Liability for failure and high expectations both in quality and reduced risk are prolific in today's market. I'd argue that we have a new problem - after a decade or so of easy-to-implement, highly reliable products, we've forgotten what it feels like to try something new. We're told it costs too much, or might hurt the business when infrastructure engineers want to attempt something novel, and removing something costly is too much of a problem.

The software development market has this figured out. The shift to artistic creativity has provided some growing pains, but we see a potential bridge to the future here. Infrastructure engineers may not "be coders" but uncertain outcomes are what engineers (pragmatic creatives, not artistic creatives) excel at. Our analog in the industry, actual engineers incrementally improve a physical resource, creating safer cars or city designs that promote creative growth. They don't need to worry about the low-level components functioning.

IT is maturing, and our goals are changing, but we can't forget where we came from. Software Development is bifurcating from IT infrastructure. The internal focus for infrastructure is shifting to  providing tools and resources to developers as typical customers. We need to find strength in our pragmatic creativity.

Through rose-tinted glasses, "melting pot" innovation imparts a culture of "can-do" wherever success lives - but the transition to disposable electronics/mechanical products is removing opportunities for the development of the required skills. Deep down we know this is bad, and key themes are being set by those who can, "maker spaces" and "hackerspaces" are good examples of this key trend. We need to teach new engineers not to fear failure or the practice of trying.

This doesn't mean that we can throw caution to the wind. While I admire a farmer's ability to innovate at work, creating some trailblazing (albeit somewhat unsafe) fixes in the field is not what we need in IT. (Check out FarmCraft101 for some of the stuff they do)

We need to change how the IT infrastructure industry operates. Educating new engineers will always be at least a little bit of trial and error, and the most important thing we can do is create an environment where we balance the values of trailblazing and reliable delivery. Programmability does this for us, but we don't know how to use it fully yet - but we can look at the other engineering industries to see what might work for us.

What Works

IT Engineers all seem to agree that setting up "labs" facilitates healthy innovation. Home labs offer an environment where an individual can break and rebuild, with an onus to fix it. Resources like VMware's Hands-on-Labs provide a zero-cost method to learn without consequence, albeit with product marketing.

Dyed-in-the-wool engineers love testing. New engineers learn by examining failure without negative context; engineers may work for years before actually building anything themselves. The search term "failure analysis" provides a wealth of information on the processes used by pragmatically creative individuals to steadily improve modular designs to the point where they achieve an artistically creative outcome.

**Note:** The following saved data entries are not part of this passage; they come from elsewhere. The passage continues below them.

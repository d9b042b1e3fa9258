/*!
Task executor.

Decouples the reducers' declarative `Effect::Async(TaskKind)` outputs from the
runtime side: HTTP calls against the portal, downloads and timers.

- Scheduling requests go through an unbounded channel to a single worker.
- The worker spawns every task as its own tokio task, so a slow request
  never holds back a timer (and vice versa).
- Results are sent back as `Action::Internal(InternalEvent)`.
- Nothing is cancelled; late results are filtered by the reducers.
*/

use std::path::PathBuf;
use std::sync::Arc;
use std::sync::atomic::{AtomicU64, Ordering};

use portal::PortalApi;
use tokio::sync::mpsc;
use tracing::{debug, info, warn};

use crate::action::Action;
use crate::core::effects::{Effect, InternalEvent, TaskKind};

/// Monotonic task identifier type.
pub type TaskId = u64;

/// Handle for scheduling background tasks. Cheap to clone.
#[derive(Clone)]
pub struct TaskExecutor {
    tx: mpsc::UnboundedSender<Dispatch>,
}

struct Dispatch {
    id: TaskId,
    kind: TaskKind,
}

impl TaskExecutor {
    /// Create a new executor and spawn its worker loop. Must be called inside a tokio runtime.
    pub fn new(
        api: Arc<dyn PortalApi>,
        download_dir: PathBuf,
        action_tx: mpsc::UnboundedSender<Action>,
    ) -> Self {
        let (tx, rx) = mpsc::unbounded_channel::<Dispatch>();
        Worker {
            rx,
            ctx: Arc::new(TaskContext {
                api,
                download_dir,
                action_tx,
            }),
        }
        .spawn();
        Self { tx }
    }

    /// Schedule a new asynchronous task and return its id.
    pub fn spawn(&self, kind: TaskKind) -> TaskId {
        static NEXT_ID: AtomicU64 = AtomicU64::new(1);
        let id = NEXT_ID.fetch_add(1, Ordering::Relaxed);
        if let Err(e) = self.tx.send(Dispatch { id, kind }) {
            warn!("TaskExecutor channel closed; failed to schedule task: {e}");
        }
        id
    }

    /// Interpret reducer output.
    pub fn run(&self, effects: Vec<Effect>) {
        for effect in effects {
            match effect {
                Effect::Log(msg) => info!("[effect] {msg}"),
                Effect::Async(task) => {
                    debug!("[effect] schedule async task: {task}");
                    self.spawn(task);
                }
            }
        }
    }
}

struct TaskContext {
    api: Arc<dyn PortalApi>,
    download_dir: PathBuf,
    action_tx: mpsc::UnboundedSender<Action>,
}

impl TaskContext {
    fn emit(&self, event: InternalEvent) {
        // receiver gone = loop is shutting down
        let _ = self.action_tx.send(Action::Internal(event));
    }

    async fn handle(&self, id: TaskId, kind: TaskKind) {
        debug!("[task:{id}] started {kind}");
        let event = match kind {
            TaskKind::FetchCategories => match self.api.categories().await {
                Ok(list) => InternalEvent::CategoriesLoaded(list),
                Err(e) => {
                    warn!("[task:{id}] loading categories failed: {e}");
                    InternalEvent::CategoriesFailed(e.to_string())
                }
            },
            TaskKind::FetchPreview { seq, filters } => {
                match self.api.export_preview(&filters).await {
                    Ok(page) => InternalEvent::PreviewLoaded { seq, page },
                    Err(e) => {
                        warn!("[task:{id}] preview seq={seq} failed: {e}");
                        InternalEvent::PreviewFailed {
                            seq,
                            error: e.to_string(),
                        }
                    }
                }
            }
            TaskKind::Download(request) => {
                match self.api.download_export(&request, &self.download_dir).await {
                    Ok(path) => {
                        info!("[task:{id}] export saved at {}", path.display());
                        InternalEvent::DownloadFinished { path }
                    }
                    Err(e) => {
                        warn!("[task:{id}] export download failed: {e}");
                        InternalEvent::DownloadFailed {
                            error: e.to_string(),
                        }
                    }
                }
            }
            TaskKind::ExportDelay { ticket, delay } => {
                tokio::time::sleep(delay).await;
                InternalEvent::ExportDelayElapsed { ticket }
            }
            TaskKind::ResetDelay { ticket, delay } => {
                tokio::time::sleep(delay).await;
                InternalEvent::ResetDelayElapsed { ticket }
            }
            TaskKind::FetchOpportunities => match self.api.opportunities().await {
                Ok(list) => InternalEvent::OpportunitiesLoaded(list),
                Err(e) => {
                    warn!("[task:{id}] loading opportunities failed: {e}");
                    InternalEvent::OpportunitiesFailed(e.to_string())
                }
            },
            TaskKind::FetchDashboard => match self.api.dashboard_stats().await {
                Ok(stats) => InternalEvent::DashboardLoaded(stats),
                Err(e) => {
                    warn!("[task:{id}] loading dashboard stats failed: {e}");
                    InternalEvent::DashboardFailed(e.to_string())
                }
            },
            TaskKind::SubmitForm { form, path, fields } => {
                match self.api.submit_form(&path, &fields).await {
                    Ok(receipt) => {
                        info!("[task:{id}] {form} form answered: {receipt:?}");
                        InternalEvent::FormSubmitted { form, receipt }
                    }
                    Err(e) => {
                        warn!("[task:{id}] posting {form} form failed: {e}");
                        InternalEvent::FormFailed {
                            form,
                            error: e.to_string(),
                        }
                    }
                }
            }
        };
        self.emit(event);
    }
}

struct Worker {
    rx: mpsc::UnboundedReceiver<Dispatch>,
    ctx: Arc<TaskContext>,
}

impl Worker {
    fn spawn(mut self) {
        tokio::spawn(async move {
            while let Some(Dispatch { id, kind }) = self.rx.recv().await {
                let ctx = Arc::clone(&self.ctx);
                tokio::spawn(async move { ctx.handle(id, kind).await });
            }
            info!("TaskExecutor worker stopped (channel closed)");
        });
    }
}
//! TMDB API preflight check.

use super::CheckResult;
use crate::models::config::TmdbConfig;
use crate::services::tmdb::TmdbClient;

/// Check if TMDB API is accessible.
pub async fn check(config: &TmdbConfig) -> CheckResult {
    match TmdbClient::new(config) {
        Ok(client) => match client.verify_api_key().await {
            Ok(true) => CheckResult::ok("TMDB API", "connected"),
            Ok(false) => CheckResult::fail(
                "TMDB API",
                "invalid API key",
                "Check your TMDB_API_KEY environment variable",
            ),
            Err(_) => CheckResult::fail(
                "TMDB API",
                "connection failed",
                "Check your network connection",
            ),
        },
        Err(_) => CheckResult::fail(
            "TMDB API",
            "API key not configured, episode counts are not checked",
            "Set TMDB_API_KEY environment variable",
        ),
    }
}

Continuous Delivery practices (DevOps) supercharge these practices; We don't have to deal with physicality. If we manage to automate testing, it costs us virtually zero time, and we can pick up the failure modes as educational resources for new engineers.

How We Can Change

I'd like to see a practice that is two-thirds engineering and one-third "redneck farm repairs". With the FarmCraft101 example, we see an admirable attitude instead of apprehension towards trying new things, and we need to combine it with mature, reliable practices.

The combination of removing or reducing costs for failure and a drive to try new things is about to reach a critical point in the IT industry. We're seeing waves of new engineers enter the industry born in the 2000s, and they don't remember having to try and set IRQs, flip DIP switches with the right type of ballpoint pen, and 32-bit memory ceilings. Personal Computers have become throwaway devices that we don't have to understand well to use, and we need ways to preserve the resilience that comes with "I can solve any problem that comes my way". Raspberry Pi, Arduino, and their lookalikes revitalize this mindset and provide a quality of education that we wish we had when we were young - let's make sure the younglings use it.

I'd also like to see some self-awareness. Most people who "can't code" are in the same boat as those who "can't write", they just don't feel artistically creative. Pragmatic creativity is the backbone of modern engineering - a concept artist doesn't design a car or make it real beyond visual aesthetic and non-functional requirements. The inability to write creatively or "code" is fixed first by identifying a useful goal and achieving it. Infrastructure engineers already do this - just look at how network engineers make long-haul connectivity meet a business objective, or how HTTP forwarding rules make an application behave better.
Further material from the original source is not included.